Every record, from first to last, should be retyped word for word.

> **Source material**:
□ □ □ □ □ □ □

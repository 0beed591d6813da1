use std::fmt;
use std::sync::Weak;

use crate::prelude::*;
use crate::server::access::AciItem;

use super::{Dse, SubtreeSpecification};

pub type EntryId = u64;

pub const ROOT_ID: EntryId = 0;

/// Where the subordinates of a vertex are.
pub enum Subordinates {
    /// Already resident, in ascending entry id order.
    Loaded(Vec<Arc<Vertex>>),
    /// Only in the store, fetch on demand.
    InStore,
}

/// What an administrative point needs to know about one of its subentries.
#[derive(Debug, Clone)]
pub struct SubentryInfo {
    pub id: EntryId,
    pub dn: DistinguishedName,
    pub subtree_specification: Vec<SubtreeSpecification>,
    pub prescriptive_aci: Vec<AciItem>,
}

pub struct Vertex {
    pub id: EntryId,
    pub parent_id: Option<EntryId>,
    pub dn: DistinguishedName,
    pub superior: Option<Weak<Vertex>>,
    pub subordinates: Subordinates,
    /// Only populated for administrative points.
    pub subentries: Vec<SubentryInfo>,
    pub dse: Dse,
}

impl Vertex {
    pub fn rdn(&self) -> Option<&Rdn> {
        self.dn.last_rdn()
    }

    pub fn immediate_superior(&self) -> Option<Arc<Vertex>> {
        self.superior.as_ref().and_then(Weak::upgrade)
    }

    pub fn is(&self, dse_type: DseType) -> bool {
        self.dse.is(dse_type)
    }

    /// Rebuild the name of this vertex by walking the superior links. This is None when
    /// a superior is no longer resident, in which case only the cached name is known.
    pub fn reconstruct_dn(&self) -> Option<DistinguishedName> {
        let mut rdns = Vec::new();
        let mut parent_id = self.parent_id;
        if let Some(rdn) = self.rdn() {
            rdns.push(rdn.clone());
        }
        let mut cursor = self.immediate_superior();
        while let Some(vertex) = cursor {
            if Some(vertex.id) != parent_id {
                return None;
            }
            if let Some(rdn) = vertex.rdn() {
                rdns.push(rdn.clone());
            }
            parent_id = vertex.parent_id;
            cursor = vertex.immediate_superior();
        }
        if parent_id.is_some() {
            // The chain stopped before reaching the root.
            return None;
        }
        rdns.reverse();
        Some(DistinguishedName::from_rdns(rdns))
    }

    pub fn loaded_subordinates(&self) -> Option<&[Arc<Vertex>]> {
        match &self.subordinates {
            Subordinates::Loaded(subs) => Some(subs.as_slice()),
            Subordinates::InStore => None,
        }
    }
}

impl fmt::Debug for Vertex {
    fn fmt(&self, f: &mut fmt::Formatter<'_>) -> fmt::Result {
        f.debug_struct("Vertex")
            .field("id", &self.id)
            .field("dn", &self.dn.to_string())
            .field("dse_type", &self.dse.dse_type)
            .finish()
    }
}

impl fmt::Display for Vertex {
    fn fmt(&self, f: &mut fmt::Formatter<'_>) -> fmt::Result {
        write!(f, "{} ({})", self.dn, self.id)
    }
}
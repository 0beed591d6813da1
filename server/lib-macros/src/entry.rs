use proc_macro::TokenStream;
use proc_macro2::{Ident, Span};
use quote::{quote, quote_spanned, ToTokens};
use syn::{parse::Parser, punctuated::Punctuated, spanned::Spanned, ExprAssign, Token};

fn token_stream_with_error(mut tokens: TokenStream, error: syn::Error) -> TokenStream {
    tokens.extend(TokenStream::from(error.into_compile_error()));
    tokens
}

const ALLOWED_ATTRIBUTES: &[&str] = &[
    "eager_subordinates",
    "fast_path_threshold",
    "batch_size",
    "clock_step_ms",
    "iteration_ceiling",
    "max_alias_chain",
];

fn parse_attributes(
    args: &TokenStream,
    input: &syn::ItemFn,
) -> Result<proc_macro2::TokenStream, syn::Error> {
    let args: Punctuated<ExprAssign, syn::token::Comma> =
        Punctuated::<ExprAssign, Token![,]>::parse_terminated.parse(args.clone())?;

    let args_are_allowed = args.pairs().all(|p| {
        ALLOWED_ATTRIBUTES.contains(
            &p.value()
                .left
                .span()
                .source_text()
                .unwrap_or_default()
                .as_str(),
        )
    });

    if !args_are_allowed {
        let msg = "Invalid test config attribute. The following are allowed";
        return Err(syn::Error::new_spanned(
            input.sig.fn_token,
            format!("{}: {}", msg, ALLOWED_ATTRIBUTES.join(", ")),
        ));
    }

    let mut field_modifications = quote! {};

    args.pairs().for_each(|p| {
        // We know these are ExprAssigns, so to_token_stream gives us each side verbatim.
        let field_name = p.value().left.to_token_stream();
        let field_value = p.value().right.to_token_stream();
        field_modifications.extend(quote! {
        #field_name: #field_value,})
    });

    Ok(quote!(crate::testkit::TestConfiguration {
        #field_modifications
        ..crate::testkit::TestConfiguration::default()
    }))
}

pub(crate) fn dsa_test(args: &TokenStream, item: TokenStream) -> TokenStream {
    let input: syn::ItemFn = match syn::parse(item.clone()) {
        Ok(it) => it,
        Err(e) => return token_stream_with_error(item, e),
    };

    if let Some(attr) = input.attrs.iter().find(|attr| attr.path().is_ident("test")) {
        let msg = "second test attribute is supplied";
        return token_stream_with_error(item, syn::Error::new_spanned(attr, msg));
    };

    if input.sig.asyncness.is_none() {
        let msg = "the `async` keyword is missing from the function declaration";
        return token_stream_with_error(item, syn::Error::new_spanned(input.sig.fn_token, msg));
    }

    // If type mismatch occurs, the current rustc points to the last statement.
    let last_stmt_start_span = {
        let mut last_stmt = input
            .block
            .stmts
            .last()
            .map(ToTokens::into_token_stream)
            .unwrap_or_default()
            .into_iter();
        // `Span` on stable Rust only points to the first token, so use the span of the
        // first token of the last statement the same way `syn::Error::new_spanned` does.
        last_stmt.next().map_or_else(Span::call_site, |t| t.span())
    };

    // Setup the config filling the remaining fields with the default values
    let default_config_struct = match parse_attributes(args, &input) {
        Ok(dc) => dc,
        Err(e) => return token_stream_with_error(args.clone(), e),
    };

    let rt = quote_spanned! {last_stmt_start_span=>
        tokio::runtime::Builder::new_current_thread()
    };

    let header = quote! {
        #[::core::prelude::v1::test]
    };

    let test_fn = &input.sig.ident;
    let test_driver = Ident::new(&format!("dsa_{}", test_fn), input.sig.span());

    // Effectively we are just injecting a real test function around this which we will
    // call.

    let result = quote! {
        #input

        #header
        fn #test_driver() {
            let body = async {
                sketching::test_init();

                let test_config = #default_config_struct;

                let test_dsa = crate::testkit::setup_test(test_config).await;

                #test_fn(&test_dsa).await;

                // Make sure the store still agrees with itself.
                let verifications = test_dsa.verify().await;
                trace!("Verification result: {:?}", verifications);
                assert!(verifications.is_empty());
            };
            #[allow(clippy::expect_used, clippy::diverging_sub_expression)]
            {
                return #rt
                    .enable_all()
                    .build()
                    .expect("Failed building the Runtime")
                    .block_on(body);
            }
        }
    };

    result.into()
}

□ □ □ □ □ □ □

> **Answer section**:
repository 0beed591d6813da1
use std::fmt;
use std::sync::Weak;

use crate::prelude::*;
use crate::server::access::AciItem;

use super::{Dse, SubtreeSpecification};

pub type EntryId = u64;

pub const ROOT_ID: EntryId = 0;

/// Where the subordinates of a vertex are.
pub enum Subordinates {
    /// Already resident, in ascending entry id order.
    Loaded(Vec<Arc<Vertex>>),
    /// Only in the store, fetch on demand.
    InStore,
}

/// What an administrative point needs to know about one of its subentries.
#[derive(Debug, Clone)]
pub struct SubentryInfo {
    pub id: EntryId,
    pub dn: DistinguishedName,
    pub subtree_specification: Vec<SubtreeSpecification>,
    pub prescriptive_aci: Vec<AciItem>,
}

pub struct Vertex {
    pub id: EntryId,
    pub parent_id: Option<EntryId>,
    pub dn: DistinguishedName,
    pub superior: Option<Weak<Vertex>>,
    pub subordinates: Subordinates,
    /// Only populated for administrative points.
    pub subentries: Vec<SubentryInfo>,
    pub dse: Dse,
}

impl Vertex {
    pub fn rdn(&self) -> Option<&Rdn> {
        self.dn.last_rdn()
    }

    pub fn immediate_superior(&self) -> Option<Arc<Vertex>> {
        self.superior.as_ref().and_then(Weak::upgrade)
    }

    pub fn is(&self, dse_type: DseType) -> bool {
        self.dse.is(dse_type)
    }

    /// Rebuild the name of this vertex by walking the superior links. This is None when
    /// a superior is no longer resident, in which case only the cached name is known.
    pub fn reconstruct_dn(&self) -> Option<DistinguishedName> {
        let mut rdns = Vec::new();
        let mut parent_id = self.parent_id;
        if let Some(rdn) = self.rdn() {
            rdns.push(rdn.clone());
        }
        let mut cursor = self.immediate_superior();
        while let Some(vertex) = cursor {
            if Some(vertex.id) != parent_id {
                return None;
            }
            if let Some(rdn) = vertex.rdn() {
                rdns.push(rdn.clone());
            }
            parent_id = vertex.parent_id;
            cursor = vertex.immediate_superior();
        }
        if parent_id.is_some() {
            // The chain stopped before reaching the root.
            return None;
        }
        rdns.reverse();
        Some(DistinguishedName::from_rdns(rdns))
    }

    pub fn loaded_subordinates(&self) -> Option<&[Arc<Vertex>]> {
        match &self.subordinates {
            Subordinates::Loaded(subs) => Some(subs.as_slice()),
            Subordinates::InStore => None,
        }
    }
}

impl fmt::Debug for Vertex {
    fn fmt(&self, f: &mut fmt::Formatter<'_>) -> fmt::Result {
        f.debug_struct("Vertex")
            .field("id", &self.id)
            .field("dn", &self.dn.to_string())
            .field("dse_type", &self.dse.dse_type)
            .finish()
    }
}

impl fmt::Display for Vertex {
    fn fmt(&self, f: &mut fmt::Formatter<'_>) -> fmt::Result {
        write!(f, "{} ({})", self.dn, self.id)
    }
}
repository 0beed591d6813da1
filename server/lib-macros/src/entry.rs
use proc_macro::TokenStream;
use proc_macro2::{Ident, Span};
use quote::{quote, quote_spanned, ToTokens};
use syn::{parse::Parser, punctuated::Punctuated, spanned::Spanned, ExprAssign, Token};

fn token_stream_with_error(mut tokens: TokenStream, error: syn::Error) -> TokenStream {
    tokens.extend(TokenStream::from(error.into_compile_error()));
    tokens
}

const ALLOWED_ATTRIBUTES: &[&str] = &[
    "eager_subordinates",
    "fast_path_threshold",
    "batch_size",
    "clock_step_ms",
    "iteration_ceiling",
    "max_alias_chain",
];

fn parse_attributes(
    args: &TokenStream,
    input: &syn::ItemFn,
) -> Result<proc_macro2::TokenStream, syn::Error> {
    let args: Punctuated<ExprAssign, syn::token::Comma> =
        Punctuated::<ExprAssign, Token![,]>::parse_terminated.parse(args.clone())?;

    let args_are_allowed = args.pairs().all(|p| {
        ALLOWED_ATTRIBUTES.contains(
            &p.value()
                .left
                .span()
                .source_text()
                .unwrap_or_default()
                .as_str(),
        )
    });

    if !args_are_allowed {
        let msg = "Invalid test config attribute. The following are allowed";
        return Err(syn::Error::new_spanned(
            input.sig.fn_token,
            format!("{}: {}", msg, ALLOWED_ATTRIBUTES.join(", ")),
        ));
    }

    let mut field_modifications = quote! {};

    args.pairs().for_each(|p| {
        // We know these are ExprAssigns, so to_token_stream gives us each side verbatim.
        let field_name = p.value().left.to_token_stream();
        let field_value = p.value().right.to_token_stream();
        field_modifications.extend(quote! {
        #field_name: #field_value,})
    });

    Ok(quote!(crate::testkit::TestConfiguration {
        #field_modifications
        ..crate::testkit::TestConfiguration::default()
    }))
}

pub(crate) fn dsa_test(args: &TokenStream, item: TokenStream) -> TokenStream {
    let input: syn::ItemFn = match syn::parse(item.clone()) {
        Ok(it) => it,
        Err(e) => return token_stream_with_error(item, e),
    };

    if let Some(attr) = input.attrs.iter().find(|attr| attr.path().is_ident("test")) {
        let msg = "second test attribute is supplied";
        return token_stream_with_error(item, syn::Error::new_spanned(attr, msg));
    };

    if input.sig.asyncness.is_none() {
        let msg = "the `async` keyword is missing from the function declaration";
        return token_stream_with_error(item, syn::Error::new_spanned(input.sig.fn_token, msg));
    }

    // If type mismatch occurs, the current rustc points to the last statement.
    let last_stmt_start_span = {
        let mut last_stmt = input
            .block
            .stmts
            .last()
            .map(ToTokens::into_token_stream)
            .unwrap_or_default()
            .into_iter();
        // `Span` on stable Rust only points to the first token, so use the span of the
        // first token of the last statement the same way `syn::Error::new_spanned` does.
        last_stmt.next().map_or_else(Span::call_site, |t| t.span())
    };

    // Setup the config filling the remaining fields with the default values
    let default_config_struct = match parse_attributes(args, &input) {
        Ok(dc) => dc,
        Err(e) => return token_stream_with_error(args.clone(), e),
    };

    let rt = quote_spanned! {last_stmt_start_span=>
        tokio::runtime::Builder::new_current_thread()
    };

    let header = quote! {
        #[::core::prelude::v1::test]
    };

    let test_fn = &input.sig.ident;
    let test_driver = Ident::new(&format!("dsa_{}", test_fn), input.sig.span());

    // Effectively we are just injecting a real test function around this which we will
    // call.

    let result = quote! {
        #input

        #header
        fn #test_driver() {
            let body = async {
                sketching::test_init();

                let test_config = #default_config_struct;

                let test_dsa = crate::testkit::setup_test(test_config).await;

                #test_fn(&test_dsa).await;

                // Make sure the store still agrees with itself.
                let verifications = test_dsa.verify().await;
                trace!("Verification result: {:?}", verifications);
                assert!(verifications.is_empty());
            };
            #[allow(clippy::expect_used, clippy::diverging_sub_expression)]
            {
                return #rt
                    .enable_all()
                    .build()
                    .expect("Failed building the Runtime")
                    .block_on(body);
            }
        }
    };

    result.into()
}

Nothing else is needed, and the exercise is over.